Getting it back
It is not the title of the next 300 movie but rather was the number of people between my queue number and the queue number displayed on the wall of the post office. Surprisingly there was less than 20 people in post office at that time, so where the 380 odd people had gone to?
(Photo source: www.viewimages.com)
We wanted to do our shopping on Saturday afternoon (I had to work in the morning), so we dropped by Tesco and as we passed by the small post office at the ground floor, we noted a small crowd and Pos Malaysia staff handing out the application form for the fuel hike rebates.
I was mislead by the number of people at the post office – little I knew that there was 400 people also waiting for the rebate – that is until I looked at the queue numbers.
No point standing for my turn – so we went ahead with the shopping and I even went for my haircut just to kill time. By the time, we came back, the number had dropped to 200 and the number of people at the post office had swelled to 50. I asked my wife to take my kid to the Tesco playground whilst I waited.
I could have walked away and come back another day but somehow it was not a good idea – what if Pak Lah decide on new rules in the next few days? What if the queue was longer the next day?
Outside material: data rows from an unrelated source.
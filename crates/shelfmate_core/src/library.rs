//! The operations front ends offer on top of the database: everything a user does with books,
//! checked against the current session and with book references reconciled before any write.
use crate::catalog::Catalog;
use crate::catalog::errors::CatalogError;
use crate::database::Db;
use crate::database::types::{
    Book, BookClubSuggestion, BookQuote, BookRating, BookUpdate, CurrentClubBook, NewQuote,
    QuoteUpdate, ReadingStats, ReadingStatus, UserBook, UserBookUpdate,
};
use crate::reconcile::{ReconcileError, Reconciler};
use chrono::NaiveDate;
use core::ops::RangeInclusive;
use log::info;

pub const RATING_RANGE: RangeInclusive<i64> = 0..=5;

/// Who is using the app. Passed explicitly to every operation that reads or writes user data.
#[derive(Debug, Clone, PartialEq, Eq, Default)]
pub struct Session {
    user_id: Option<String>,
}

impl Session {
    /// A session for the given user. A blank ID means nobody is signed in.
    #[must_use]
    #[inline]
    pub fn signed_in(user_id: &str) -> Self {
        let user_id = user_id.trim();
        Self {
            user_id: (!user_id.is_empty()).then(|| user_id.to_owned()),
        }
    }

    #[must_use]
    #[inline]
    pub const fn anonymous() -> Self {
        Self { user_id: None }
    }

    #[must_use]
    #[inline]
    pub fn user_id(&self) -> Option<&str> {
        self.user_id.as_deref()
    }

    /// # Errors
    /// Fails with `LibraryError::NotSignedIn` for anonymous sessions.
    #[inline]
    pub fn require_user(&self) -> Result<&str, LibraryError> {
        self.user_id().ok_or(LibraryError::NotSignedIn)
    }
}

#[non_exhaustive]
#[derive(Debug, thiserror::Error)]
pub enum LibraryError {
    #[error("you need to be signed in")]
    NotSignedIn,
    #[error("invalid input: {0}")]
    InvalidInput(String),
    #[error("{0} not found")]
    NotFound(String),
    #[error(transparent)]
    Reconcile(ReconcileError),
    #[error(transparent)]
    Catalog(#[from] CatalogError),
    #[error("database error: {0}")]
    Db(#[from] sqlx::Error),
}

impl From<ReconcileError> for LibraryError {
    #[inline]
    fn from(err: ReconcileError) -> Self {
        match err {
            ReconcileError::UnknownBook(id) => Self::NotFound(format!("book {id}")),
            ReconcileError::NotInCatalog(id) => Self::NotFound(format!("catalog volume {id}")),
            ReconcileError::Db(db_err) => Self::Db(db_err),
            other => Self::Reconcile(other),
        }
    }
}

fn invalid(message: &str) -> LibraryError {
    LibraryError::InvalidInput(message.to_owned())
}

fn validate_rating(rating: i64) -> Result<(), LibraryError> {
    if RATING_RANGE.contains(&rating) {
        Ok(())
    } else {
        Err(invalid("rating must be between 0 and 5"))
    }
}

fn validate_page(page: Option<i64>) -> Result<(), LibraryError> {
    match page {
        Some(page) if page < 0 => Err(invalid("page number must not be negative")),
        _ => Ok(()),
    }
}

fn validate_not_blank(value: Option<&str>, field: &str) -> Result<(), LibraryError> {
    match value {
        Some(text) if text.trim().is_empty() => Err(LibraryError::InvalidInput(format!(
            "{field} must not be empty"
        ))),
        _ => Ok(()),
    }
}

pub struct Library<'a, C> {
    db: &'a Db,
    catalog: &'a C,
}

impl<'a, C: Catalog> Library<'a, C> {
    #[must_use]
    #[inline]
    pub const fn new(db: &'a Db, catalog: &'a C) -> Self {
        Self { db, catalog }
    }

    const fn reconciler(&self) -> Reconciler<'a, C> {
        Reconciler::new(self.db, self.catalog)
    }

    /// The ID of the stored book a write refers to. Internal IDs must have a row, catalog IDs are
    /// imported on first use.
    async fn stored_book_id(&self, reference: &str) -> Result<String, LibraryError> {
        Ok(self.reconciler().resolve_book(reference).await?.id)
    }

    /// The stored book for any reference, importing catalog volumes on first use.
    /// # Errors
    /// Fails with `NotFound` if neither the database nor the catalog knows the book.
    #[allow(clippy::missing_inline_in_public_items, reason = "Called rarely")]
    pub async fn book(&self, reference: &str) -> Result<Book, LibraryError> {
        Ok(self.reconciler().resolve_book(reference).await?)
    }

    /// # Errors
    /// Fails with `NotFound` if the book does not exist.
    #[allow(clippy::missing_inline_in_public_items, reason = "Called rarely")]
    pub async fn update_book(
        &self,
        session: &Session,
        book_id: &str,
        update: &BookUpdate,
    ) -> Result<Book, LibraryError> {
        session.require_user()?;
        validate_not_blank(update.title.as_deref(), "title")?;
        validate_page(update.page_count)?;
        self.db
            .update_book(book_id, update)
            .await?
            .ok_or_else(|| LibraryError::NotFound(format!("book {book_id}")))
    }

    /// # Errors
    /// Fails if nobody is signed in or the database fails.
    #[allow(clippy::missing_inline_in_public_items, reason = "Called rarely")]
    pub async fn reading_list(
        &self,
        session: &Session,
        status: Option<ReadingStatus>,
    ) -> Result<Vec<UserBook>, LibraryError> {
        let user_id = session.require_user()?;
        Ok(self.db.reading_list(user_id, status).await?)
    }

    /// Puts a book on the reading list, or moves it to `status` if it already is on it.
    /// # Errors
    /// Fails if nobody is signed in, the book cannot be reconciled or the database fails.
    #[allow(clippy::missing_inline_in_public_items, reason = "Called rarely")]
    pub async fn add_to_reading_list(
        &self,
        session: &Session,
        reference: &str,
        status: ReadingStatus,
        started_at: Option<NaiveDate>,
    ) -> Result<UserBook, LibraryError> {
        let user_id = session.require_user()?;
        let book_id = self.stored_book_id(reference).await?;
        let entry = self
            .db
            .add_to_reading_list(user_id, &book_id, status, started_at)
            .await?;
        info!("Book {book_id} is now {:?} for {user_id}", entry.status);
        Ok(entry)
    }

    /// # Errors
    /// Fails with `NotFound` if the book is not on the user's reading list.
    #[allow(clippy::missing_inline_in_public_items, reason = "Called rarely")]
    pub async fn update_reading_status(
        &self,
        session: &Session,
        reference: &str,
        status: ReadingStatus,
        started_at: Option<NaiveDate>,
        finished_at: Option<NaiveDate>,
    ) -> Result<UserBook, LibraryError> {
        let user_id = session.require_user()?;
        let not_listed = || LibraryError::NotFound(format!("reading list entry for {reference}"));
        let book_id = self
            .reconciler()
            .lookup_id(reference)
            .await?
            .ok_or_else(not_listed)?;
        self.db
            .update_reading_status(user_id, &book_id, status, started_at, finished_at)
            .await?
            .ok_or_else(not_listed)
    }

    /// # Errors
    /// Fails with `NotFound` if the entry does not exist or belongs to someone else.
    #[allow(clippy::missing_inline_in_public_items, reason = "Called rarely")]
    pub async fn update_reading_list_item(
        &self,
        session: &Session,
        entry_id: &str,
        update: &UserBookUpdate,
    ) -> Result<UserBook, LibraryError> {
        let user_id = session.require_user()?;
        validate_page(update.current_page)?;
        self.db
            .update_reading_list_item(user_id, entry_id, update)
            .await?
            .ok_or_else(|| LibraryError::NotFound(format!("reading list entry {entry_id}")))
    }

    /// Returns whether the book was on the reading list.
    /// # Errors
    /// Fails if nobody is signed in or the database fails.
    #[allow(clippy::missing_inline_in_public_items, reason = "Called rarely")]
    pub async fn remove_from_reading_list(
        &self,
        session: &Session,
        reference: &str,
    ) -> Result<bool, LibraryError> {
        let user_id = session.require_user()?;
        match self.reconciler().lookup_id(reference).await? {
            Some(book_id) => Ok(self.db.remove_from_reading_list(user_id, &book_id).await?),
            None => Ok(false),
        }
    }

    /// # Errors
    /// Fails if nobody is signed in or the database fails.
    #[allow(clippy::missing_inline_in_public_items, reason = "Called rarely")]
    pub async fn reading_stats(&self, session: &Session) -> Result<ReadingStats, LibraryError> {
        let user_id = session.require_user()?;
        Ok(self.db.reading_stats(user_id).await?)
    }

    /// # Errors
    /// Fails if nobody is signed in or the database fails.
    #[allow(clippy::missing_inline_in_public_items, reason = "Called rarely")]
    pub async fn user_rating(
        &self,
        session: &Session,
        reference: &str,
    ) -> Result<Option<BookRating>, LibraryError> {
        let user_id = session.require_user()?;
        match self.reconciler().lookup_id(reference).await? {
            Some(book_id) => Ok(self.db.user_rating(user_id, &book_id).await?),
            None => Ok(None),
        }
    }

    /// # Errors
    /// Fails if nobody is signed in, the rating is outside `RATING_RANGE`, the book cannot be
    /// reconciled or the database fails.
    #[allow(clippy::missing_inline_in_public_items, reason = "Called rarely")]
    pub async fn set_rating(
        &self,
        session: &Session,
        reference: &str,
        rating: i64,
        review: Option<&str>,
    ) -> Result<BookRating, LibraryError> {
        let user_id = session.require_user()?;
        validate_rating(rating)?;
        let book_id = self.stored_book_id(reference).await?;
        Ok(self.db.set_rating(user_id, &book_id, rating, review).await?)
    }

    /// Returns whether a rating was deleted.
    /// # Errors
    /// Fails if nobody is signed in or the database fails.
    #[allow(clippy::missing_inline_in_public_items, reason = "Called rarely")]
    pub async fn delete_rating(
        &self,
        session: &Session,
        reference: &str,
    ) -> Result<bool, LibraryError> {
        let user_id = session.require_user()?;
        match self.reconciler().lookup_id(reference).await? {
            Some(book_id) => Ok(self.db.delete_rating(user_id, &book_id).await?),
            None => Ok(false),
        }
    }

    /// # Errors
    /// Fails if nobody is signed in or the database fails.
    #[allow(clippy::missing_inline_in_public_items, reason = "Called rarely")]
    pub async fn user_ratings(&self, session: &Session) -> Result<Vec<BookRating>, LibraryError> {
        let user_id = session.require_user()?;
        Ok(self.db.user_ratings(user_id).await?)
    }

    /// # Errors
    /// Fails if nobody is signed in or the database fails.
    #[allow(clippy::missing_inline_in_public_items, reason = "Called rarely")]
    pub async fn book_quotes(
        &self,
        session: &Session,
        reference: &str,
    ) -> Result<Vec<BookQuote>, LibraryError> {
        let user_id = session.require_user()?;
        match self.reconciler().lookup_id(reference).await? {
            Some(book_id) => Ok(self.db.book_quotes(user_id, &book_id).await?),
            None => Ok(Vec::new()),
        }
    }

    /// # Errors
    /// Fails if nobody is signed in or the database fails.
    #[allow(clippy::missing_inline_in_public_items, reason = "Called rarely")]
    pub async fn user_quotes(&self, session: &Session) -> Result<Vec<BookQuote>, LibraryError> {
        let user_id = session.require_user()?;
        Ok(self.db.user_quotes(user_id).await?)
    }

    /// # Errors
    /// Fails if nobody is signed in, the quote is empty or has a negative page, the book cannot
    /// be reconciled or the database fails.
    #[allow(clippy::missing_inline_in_public_items, reason = "Called rarely")]
    pub async fn add_quote(
        &self,
        session: &Session,
        reference: &str,
        quote: &NewQuote,
    ) -> Result<BookQuote, LibraryError> {
        let user_id = session.require_user()?;
        validate_not_blank(Some(&quote.quote_text), "quote text")?;
        validate_page(quote.page_number)?;
        let book_id = self.stored_book_id(reference).await?;
        Ok(self.db.add_quote(user_id, &book_id, quote).await?)
    }

    /// # Errors
    /// Fails with `NotFound` if the quote does not exist or belongs to someone else.
    #[allow(clippy::missing_inline_in_public_items, reason = "Called rarely")]
    pub async fn update_quote(
        &self,
        session: &Session,
        quote_id: &str,
        update: &QuoteUpdate,
    ) -> Result<BookQuote, LibraryError> {
        let user_id = session.require_user()?;
        validate_not_blank(update.quote_text.as_deref(), "quote text")?;
        validate_page(update.page_number)?;
        self.db
            .update_quote(user_id, quote_id, update)
            .await?
            .ok_or_else(|| LibraryError::NotFound(format!("quote {quote_id}")))
    }

    /// Returns whether a quote was deleted.
    /// # Errors
    /// Fails if nobody is signed in or the database fails.
    #[allow(clippy::missing_inline_in_public_items, reason = "Called rarely")]
    pub async fn delete_quote(&self, session: &Session, quote_id: &str) -> Result<bool, LibraryError> {
        let user_id = session.require_user()?;
        Ok(self.db.delete_quote(user_id, quote_id).await?)
    }

    /// Suggests a book for the club. Returns `false` if the user already suggested it.
    /// # Errors
    /// Fails if nobody is signed in, the book cannot be reconciled or the database fails.
    #[allow(clippy::missing_inline_in_public_items, reason = "Called rarely")]
    pub async fn suggest_book(&self, session: &Session, reference: &str) -> Result<bool, LibraryError> {
        let user_id = session.require_user()?;
        let book_id = self.stored_book_id(reference).await?;
        Ok(self.db.suggest_book(user_id, &book_id).await?)
    }

    /// # Errors
    /// Fails if the database fails.
    #[allow(clippy::missing_inline_in_public_items, reason = "Called rarely")]
    pub async fn club_suggestions(&self) -> Result<Vec<BookClubSuggestion>, LibraryError> {
        Ok(self.db.club_suggestions().await?)
    }

    /// # Errors
    /// Fails if the database fails.
    #[allow(clippy::missing_inline_in_public_items, reason = "Called rarely")]
    pub async fn current_club_book(&self) -> Result<Option<CurrentClubBook>, LibraryError> {
        Ok(self.db.current_club_book().await?)
    }

    /// Makes the book the club's current book, replacing the previous one.
    /// # Errors
    /// Fails if nobody is signed in, the book cannot be reconciled or the database fails.
    #[allow(clippy::missing_inline_in_public_items, reason = "Called rarely")]
    pub async fn set_current_club_book(
        &self,
        session: &Session,
        reference: &str,
        notes: Option<&str>,
    ) -> Result<CurrentClubBook, LibraryError> {
        let user_id = session.require_user()?;
        let book_id = self.stored_book_id(reference).await?;
        let current = self
            .db
            .set_current_club_book(user_id, &book_id, notes)
            .await?;
        info!("{user_id} made \"{}\" the club's current book", current.book.title);
        Ok(current)
    }

    /// Returns whether there was a current book.
    /// # Errors
    /// Fails if nobody is signed in or the database fails.
    #[allow(clippy::missing_inline_in_public_items, reason = "Called rarely")]
    pub async fn clear_current_club_book(&self, session: &Session) -> Result<bool, LibraryError> {
        session.require_user()?;
        Ok(self.db.clear_current_club_book().await?)
    }
}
Besides I have waited long enough…we just needed to wait for the 200 to be done.
One thing I noted that although the queue was about 200 number differences – the numbers was indeed moving fast. In a single turn, the number had moved by almost 20 numbers (it seems many did not want to wait too).
It was almost an hour before my turn came – someone gave me his number which was about 10 numbers earlier (he got another earlier number). The actual process itself was fast – pass the form and the identification card, the staff checks the details and money is handed out – RM625 (of my money).
One funny thing happen during the long wait – a group of Africans was passing by the post office when one remarked “they are giving out money here” and immediately the Africans wanted to fill up the rebate forms as well. This however did not go well with the tiring Malaysians at the post office. Many looked as if they wanted to bash up the Africans.
Thankfully, the staff at the post office explained and the Africans walked away, frustrated.
When I left the post office with the money in my pockets, there was still 500 plus people waiting for their rebates.
How you will rate this post?
Click on a star to rate it!
Average rating / 5. Vote count:
No votes so far! Be the first to rate this post.
We are sorry that this post was not useful for you!
Let us improve this post!
Thanks for your feedback!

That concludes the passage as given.